Филиз пошла на обход пациентов и закрыла за собой дверь. Мы с профессором остались в палате одни. Я подвинула к кровати кресло со стороны окна и села так, чтобы нам легко можно было друг друга видеть.
– Как вы себя чувствуете?
Вагнер улыбался, но голос был слабый.
– Хорошо, нормально. Я проспал всю ночь.
– Днем вы тоже спали.
Он смутился:
– Да, что-то такое помню. Номер мотеля, да? Когда я проснулся, был полуголым.
– Да.
– Я вас спросил, вы ли меня раздели?
– Да, спросили, и я ответила, что это я.
– Простите.
– Не извиняйтесь, профессор. Если бы я вас так оставила, вы бы погибли.
– Скорее всего… Вы спасли мне жизнь.
Мы замолчали. В комнате воцарилась та гнетущая тишина, когда собеседники не знают, что сказать.

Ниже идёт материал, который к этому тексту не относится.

//! Shared log destination for jail output

use parking_lot::Mutex;
use std::fmt;
use std::fs::OpenOptions;
use std::io::{self, Write};
use std::path::Path;
use std::sync::Arc;

/// Writer that jail output is forwarded to.
///
/// Clones share the same underlying writer, so replacing it with
/// [`LogSink::replace`] redirects every forwarder, including the one
/// attached to an already running confined shell.
#[derive(Clone)]
pub struct LogSink {
    inner: Arc<Mutex<Box<dyn Write + Send>>>,
}

impl LogSink {
    pub fn new(writer: impl Write + Send + 'static) -> Self {
        Self {
            inner: Arc::new(Mutex::new(Box::new(writer))),
        }
    }

    #[must_use]
    pub fn stdout() -> Self {
        Self::new(io::stdout())
    }

    #[must_use]
    pub fn null() -> Self {
        Self::new(io::sink())
    }

    /// Append to `path`, creating it if needed.
    pub fn file(path: &Path) -> io::Result<Self> {
        let file = OpenOptions::new().create(true).append(true).open(path)?;
        Ok(Self::new(file))
    }

    pub fn replace(&self, writer: impl Write + Send + 'static) {
        *self.inner.lock() = Box::new(writer);
    }

    pub fn write_all(&self, buf: &[u8]) -> io::Result<()> {
        let mut writer = self.inner.lock();
        writer.write_all(buf)?;
        writer.flush()
    }
}

impl Default for LogSink {
    fn default() -> Self {
        Self::stdout()
    }
}

impl fmt::Debug for LogSink {
    fn fmt(&self, f: &mut fmt::Formatter<'_>) -> fmt::Result {
        f.debug_struct("LogSink").finish_non_exhaustive()
    }
}
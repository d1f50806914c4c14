//! clone3 syscall wrapper

use crate::{JailError, Result};
use libc::pid_t;

/// clone3 clone_args structure (from linux/sched.h)
#[repr(C)]
#[derive(Debug, Default)]
pub struct CloneArgs {
    /// Flags for the new process
    pub flags: u64,
    /// File descriptor for pidfd
    pub pidfd: u64,
    /// Pointer to child TID in child memory
    pub child_tid: u64,
    /// Pointer to child TID in parent memory
    pub parent_tid: u64,
    /// Signal to deliver on child termination
    pub exit_signal: u64,
    /// Stack pointer (0 = copy parent stack)
    pub stack: u64,
    /// Stack size (0 if using parent stack)
    pub stack_size: u64,
    /// TLS pointer
    pub tls: u64,
}

/// clone3 syscall number
const SYS_CLONE3: libc::c_long = 435;

/// Wrapper around the clone3 syscall
///
/// # Safety
/// This function makes a raw syscall and forks the process. In a
/// multi-threaded parent the child may only run async-signal-safe code.
pub unsafe fn clone3(args: &CloneArgs) -> Result<pid_t> {
    // SAFETY: Making clone3 syscall with valid args
    let ret = unsafe {
        libc::syscall(
            SYS_CLONE3,
            std::ptr::from_ref(args),
            std::mem::size_of::<CloneArgs>(),
        )
    };

    if ret == -1 {
        return Err(JailError::Launch(format!(
            "clone3 failed: {}",
            std::io::Error::last_os_error()
        )));
    }

    #[allow(clippy::cast_possible_truncation)]
    Ok(ret as pid_t)
}

/// Fork a child into the namespaces in `namespace_flags`.
///
/// The child runs `child_fn` and exits with its return value; it must not
/// allocate, lock or touch anything a parent thread might hold.
pub fn clone_into_namespaces(
    namespace_flags: u64,
    child_fn: impl FnOnce() -> i32,
) -> Result<pid_t> {
    let args = CloneArgs {
        flags: namespace_flags,
        #[allow(clippy::cast_sign_loss)]
        exit_signal: libc::SIGCHLD as u64,
        ..Default::default()
    };

    // SAFETY: We're forking the process with clone3
    let pid = unsafe { clone3(&args)? };

    if pid == 0 {
        // Child process
        let code = child_fn();
        // SAFETY: Exiting child process without running parent destructors
        unsafe { libc::_exit(code) };
    }

    // Parent process
    Ok(pid)
}
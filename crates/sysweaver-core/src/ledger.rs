//! Record of the mounts a jail currently owns

use std::path::PathBuf;

/// Mount targets in creation order.
///
/// Entries are appended only after the mount succeeded and are taken back
/// newest first, so unmounting always runs in reverse dependency order.
#[derive(Debug, Default, Clone, PartialEq, Eq)]
pub struct MountLedger {
    entries: Vec<PathBuf>,
}

impl MountLedger {
    #[must_use]
    pub const fn new() -> Self {
        Self {
            entries: Vec::new(),
        }
    }

    pub fn record(&mut self, target: impl Into<PathBuf>) {
        let target = target.into();
        tracing::trace!(target = %target.display(), depth = self.entries.len(), "mount recorded");
        self.entries.push(target);
    }

    /// Take the most recently created mount.
    pub fn pop(&mut self) -> Option<PathBuf> {
        self.entries.pop()
    }

    #[must_use]
    pub fn entries(&self) -> &[PathBuf] {
        &self.entries
    }

    #[must_use]
    pub fn len(&self) -> usize {
        self.entries.len()
    }

    #[must_use]
    pub fn is_empty(&self) -> bool {
        self.entries.is_empty()
    }

    pub fn clear(&mut self) {
        self.entries.clear();
    }
}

Я заметила, что мы оба отводили глаза. Когда он встречался со мной взглядом, тут же смотрел в другую сторону, я делала так же. Это было очень неловко.
Я заерзала в кресле:
– Пожалуй, я пойду, профессор. Позже зайду.

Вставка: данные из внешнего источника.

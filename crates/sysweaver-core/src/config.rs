//! Jail configuration

use crate::{JailError, Result};
use serde::{Deserialize, Serialize};
use std::fmt::Write as _;
use std::path::{Component, Path, PathBuf};
use std::time::Duration;

/// Configuration for a build jail
#[derive(Debug, Clone, PartialEq, Eq, Serialize, Deserialize)]
#[serde(default)]
pub struct JailConfig {
    /// Confinement root; the overlay is mounted here
    pub chroot_dir: PathBuf,

    /// Read-only base tree (overlay lower layer)
    #[serde(alias = "builder_path")]
    pub base_dir: PathBuf,

    /// Read-only template tree, bound at `/template`
    #[serde(alias = "template_path")]
    pub template_dir: PathBuf,

    /// Where the overlay upper/work layers live (defaults next to `chroot_dir`)
    pub scratch_dir: Option<PathBuf>,

    /// `KEY=VALUE` overrides for the jail environment
    pub environment: Vec<String>,

    /// Extra mounts created after the fixed set
    pub mount_points: Vec<MountSpec>,

    /// File receiving the jail's log output
    pub log_path: Option<PathBuf>,

    /// Give the confined shell its own PID namespace
    pub pid_namespace: bool,

    /// UID mappings; empty means root inside maps to the invoking user
    pub uid_mappings: Vec<IdMapping>,

    /// GID mappings; empty means root inside maps to the invoking group
    pub gid_mappings: Vec<IdMapping>,

    /// Pause between unmount escalation attempts
    pub unmount_retry_delay_ms: u64,

    /// Shell started inside the jail
    pub shell: PathBuf,
}

impl Default for JailConfig {
    fn default() -> Self {
        let workdir = default_workdir();
        Self {
            chroot_dir: workdir.join("jail"),
            base_dir: workdir.join("base"),
            template_dir: PathBuf::new(),
            scratch_dir: None,
            environment: Vec::new(),
            mount_points: Vec::new(),
            log_path: None,
            pid_namespace: true,
            uid_mappings: Vec::new(),
            gid_mappings: Vec::new(),
            unmount_retry_delay_ms: 250,
            shell: PathBuf::from("/bin/sh"),
        }
    }
}

impl JailConfig {
    /// Create a new config builder
    #[must_use]
    pub fn builder() -> JailConfigBuilder {
        JailConfigBuilder::default()
    }

    /// Load a jail configuration from a TOML file.
    pub fn load(path: impl AsRef<Path>) -> Result<Self> {
        let path = path.as_ref();
        let content = std::fs::read_to_string(path).map_err(|e| {
            JailError::Config(format!("failed to read {}: {e}", path.display()))
        })?;
        Self::from_toml(&content)
            .map_err(|e| JailError::Config(format!("{}: {e}", path.display())))
    }

    /// Parse a jail configuration from TOML text.
    pub fn from_toml(content: &str) -> Result<Self> {
        toml::from_str(content).map_err(|e| JailError::Config(format!("invalid config: {e}")))
    }

    /// Check the static invariants: required paths set and distinct,
    /// well-formed environment, mounts and mappings.
    pub fn validate(&self) -> Result<()> {
        let required = [
            ("chroot_dir", &self.chroot_dir),
            ("base_dir", &self.base_dir),
            ("template_dir", &self.template_dir),
        ];
        for (name, path) in required {
            if path.as_os_str().is_empty() {
                return Err(JailError::Config(format!("{name} must be set")));
            }
        }
        if self.chroot_dir == self.base_dir
            || self.chroot_dir == self.template_dir
            || self.base_dir == self.template_dir
        {
            return Err(JailError::Config(
                "chroot_dir, base_dir and template_dir must be distinct".into(),
            ));
        }

        let scratch = self.scratch_dir();
        for (name, path) in required {
            if scratch.starts_with(path) {
                return Err(JailError::Config(format!(
                    "scratch_dir {} must not be inside {name}",
                    scratch.display()
                )));
            }
            if path.starts_with(&scratch) {
                return Err(JailError::Config(format!(
                    "{name} {} must not be inside scratch_dir {}",
                    path.display(),
                    scratch.display()
                )));
            }
        }

        self.env_overrides()?;

        for spec in &self.mount_points {
            if spec.source.as_os_str().is_empty() {
                return Err(JailError::Config(format!(
                    "mount for {} has no source",
                    spec.destination.display()
                )));
            }
            spec.relative_destination()?;
        }

        for mapping in self.uid_mappings.iter().chain(&self.gid_mappings) {
            if mapping.size == 0 {
                return Err(JailError::Config(format!(
                    "id mapping {} -> {} has zero size",
                    mapping.container_id, mapping.host_id
                )));
            }
        }

        if self.shell.as_os_str().is_empty() {
            return Err(JailError::Config("shell must be set".into()));
        }

        Ok(())
    }

    /// Fail with `PathNotFound` unless the chroot, base and template trees exist.
    pub fn check_paths_exist(&self) -> Result<()> {
        let required = [
            ("base tree", &self.base_dir),
            ("template tree", &self.template_dir),
            ("confinement root", &self.chroot_dir),
        ];
        for (what, path) in required {
            if !path.is_dir() {
                return Err(JailError::PathNotFound {
                    what,
                    path: path.clone(),
                });
            }
        }
        Ok(())
    }

    /// Directory holding the overlay upper and work layers.
    #[must_use]
    pub fn scratch_dir(&self) -> PathBuf {
        if let Some(dir) = &self.scratch_dir {
            return dir.clone();
        }
        let name = self
            .chroot_dir
            .file_name()
            .map_or_else(|| "jail".into(), |n| n.to_string_lossy().into_owned());
        self.chroot_dir.with_file_name(format!("{name}.overlay"))
    }

    /// Environment overrides split into key/value pairs.
    pub fn env_overrides(&self) -> Result<Vec<(String, String)>> {
        self.environment
            .iter()
            .map(|entry| match entry.split_once('=') {
                Some((key, value)) if !key.is_empty() => Ok((key.to_owned(), value.to_owned())),
                _ => Err(JailError::Config(format!(
                    "environment entry {entry:?} is not KEY=VALUE"
                ))),
            })
            .collect()
    }

    #[must_use]
    pub const fn unmount_retry_delay(&self) -> Duration {
        Duration::from_millis(self.unmount_retry_delay_ms)
    }
}

/// Builder for [`JailConfig`]
#[derive(Debug, Default)]
pub struct JailConfigBuilder {
    config: JailConfig,
}

impl JailConfigBuilder {
    #[must_use]
    pub fn chroot_dir(mut self, path: impl Into<PathBuf>) -> Self {
        self.config.chroot_dir = path.into();
        self
    }

    #[must_use]
    pub fn base_dir(mut self, path: impl Into<PathBuf>) -> Self {
        self.config.base_dir = path.into();
        self
    }

    #[must_use]
    pub fn template_dir(mut self, path: impl Into<PathBuf>) -> Self {
        self.config.template_dir = path.into();
        self
    }

    #[must_use]
    pub fn scratch_dir(mut self, path: impl Into<PathBuf>) -> Self {
        self.config.scratch_dir = Some(path.into());
        self
    }

    #[must_use]
    pub fn env(mut self, key: impl AsRef<str>, value: impl AsRef<str>) -> Self {
        self.config
            .environment
            .push(format!("{}={}", key.as_ref(), value.as_ref()));
        self
    }

    #[must_use]
    pub fn mount(mut self, spec: MountSpec) -> Self {
        self.config.mount_points.push(spec);
        self
    }

    #[must_use]
    pub fn log_path(mut self, path: impl Into<PathBuf>) -> Self {
        self.config.log_path = Some(path.into());
        self
    }

    #[must_use]
    pub const fn pid_namespace(mut self, enabled: bool) -> Self {
        self.config.pid_namespace = enabled;
        self
    }

    #[must_use]
    pub fn uid_mapping(mut self, mapping: IdMapping) -> Self {
        self.config.uid_mappings.push(mapping);
        self
    }

    #[must_use]
    pub fn gid_mapping(mut self, mapping: IdMapping) -> Self {
        self.config.gid_mappings.push(mapping);
        self
    }

    #[must_use]
    pub const fn unmount_retry_delay_ms(mut self, millis: u64) -> Self {
        self.config.unmount_retry_delay_ms = millis;
        self
    }

    #[must_use]
    pub fn shell(mut self, path: impl Into<PathBuf>) -> Self {
        self.config.shell = path.into();
        self
    }

    #[must_use]
    pub fn build(self) -> JailConfig {
        self.config
    }
}

/// An extra mount requested by the build configuration
#[derive(Debug, Clone, PartialEq, Eq, Serialize, Deserialize)]
pub struct MountSpec {
    pub source: PathBuf,
    /// Target path, relative to the confinement root
    pub destination: PathBuf,
    /// Filesystem type; empty or `bind` for a bind mount
    #[serde(rename = "type", default)]
    pub fs_type: String,
    #[serde(default)]
    pub options: Vec<String>,
}

impl MountSpec {
    /// Bind mount of `source` at `destination`
    #[must_use]
    pub fn bind(source: impl Into<PathBuf>, destination: impl Into<PathBuf>) -> Self {
        Self {
            source: source.into(),
            destination: destination.into(),
            fs_type: "bind".into(),
            options: Vec::new(),
        }
    }

    /// Typed mount such as `tmpfs`
    #[must_use]
    pub fn typed(
        fs_type: impl Into<String>,
        source: impl Into<PathBuf>,
        destination: impl Into<PathBuf>,
    ) -> Self {
        Self {
            source: source.into(),
            destination: destination.into(),
            fs_type: fs_type.into(),
            options: Vec::new(),
        }
    }

    #[must_use]
    pub fn option(mut self, option: impl Into<String>) -> Self {
        self.options.push(option.into());
        self
    }

    #[must_use]
    pub fn is_bind(&self) -> bool {
        self.fs_type.is_empty()
            || self.fs_type == "bind"
            || self.options.iter().any(|o| o == "bind" || o == "rbind")
    }

    #[must_use]
    pub fn is_read_only(&self) -> bool {
        self.options.iter().any(|o| o == "ro")
    }

    /// Destination with any leading `/` removed.
    ///
    /// Rejects empty destinations and `..` components so a mount can never
    /// land outside the confinement root.
    pub fn relative_destination(&self) -> Result<PathBuf> {
        let mut relative = PathBuf::new();
        for component in self.destination.components() {
            match component {
                Component::RootDir | Component::CurDir => {}
                Component::Normal(part) => relative.push(part),
                Component::ParentDir | Component::Prefix(_) => {
                    return Err(JailError::Config(format!(
                        "mount destination {} escapes the jail",
                        self.destination.display()
                    )));
                }
            }
        }
        if relative.as_os_str().is_empty() {
            return Err(JailError::Config(format!(
                "mount destination {} is the jail root",
                self.destination.display()
            )));
        }
        Ok(relative)
    }
}

/// One line of a user-namespace id map
#[derive(Debug, Clone, Copy, PartialEq, Eq, Serialize, Deserialize)]
pub struct IdMapping {
    /// First id as seen inside the jail
    pub container_id: u32,
    /// First id on the host
    pub host_id: u32,
    /// Number of consecutive ids mapped
    pub size: u32,
}

impl IdMapping {
    #[must_use]
    pub const fn new(container_id: u32, host_id: u32, size: u32) -> Self {
        Self {
            container_id,
            host_id,
            size,
        }
    }

    /// Root inside the jail maps to `host_id`.
    #[must_use]
    pub const fn root_to(host_id: u32) -> Self {
        Self::new(0, host_id, 1)
    }

    /// Render mappings in the `/proc/<pid>/uid_map` format.
    #[must_use]
    pub fn render(mappings: &[Self]) -> String {
        let mut out = String::new();
        for m in mappings {
            let _ = writeln!(out, "{} {} {}", m.container_id, m.host_id, m.size);
        }
        out
    }
}

/// Root inside maps to the invoking user.
#[must_use]
pub fn default_uid_mappings() -> Vec<IdMapping> {
    vec![IdMapping::root_to(nix::unistd::getuid().as_raw())]
}

/// Root inside maps to the invoking group.
#[must_use]
pub fn default_gid_mappings() -> Vec<IdMapping> {
    vec![IdMapping::root_to(nix::unistd::getgid().as_raw())]
}

/// Get default work directory from SYSWEAVER_WORKDIR env var or system default
///
/// Returns:
/// - `$SYSWEAVER_WORKDIR` if set (for development)
/// - `/var/lib/sysweaver` otherwise
pub fn default_workdir() -> PathBuf {
    std::env::var("SYSWEAVER_WORKDIR")
        .map(PathBuf::from)
        .unwrap_or_else(|_| PathBuf::from("/var/lib/sysweaver"))
}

– Ладно, еще раз спасибо. Можно вас кое о чем спросить?
– Да?
– Где моя скрипка?
Я задумалась, пытаясь вспомнить:
– Я забрала ее на пляже, когда мы вели вас к машине, она была у меня в руках. Нет, вы ее держали. Сейчас должна быть в машине.
– Я буду признателен, если вы за ней присмотрите.
– Не беспокойтесь, как пойду, сразу заберу ее к себе, закрою где-нибудь на ключ. Когда вас выпишут, я принесу.
Я пошла к выходу и уже взялась за ручку двери, когда он сказал:
– Вчера произошло нечто странное.
Я вернулась и посмотрела на него.
– Когда я спал, рядом как будто была Надя. Она меня обнимала. Я ощущал ее как живую, даже чувствовал ее запах.
Он отвернулся и, глядя в окно, добавил:
– Словно не было всех этих лет. Она была совсем молодой, согревала меня своим телом. Даже, кажется, целовала в плечо.
– Профессор, кто такая Надя?
Он снова повернулся ко мне, долго глядел мне в лицо и, наконец, сказал:
– Потом расскажу. Вы это заслужили.
Я вышла, тихонько закрыв за собой дверь.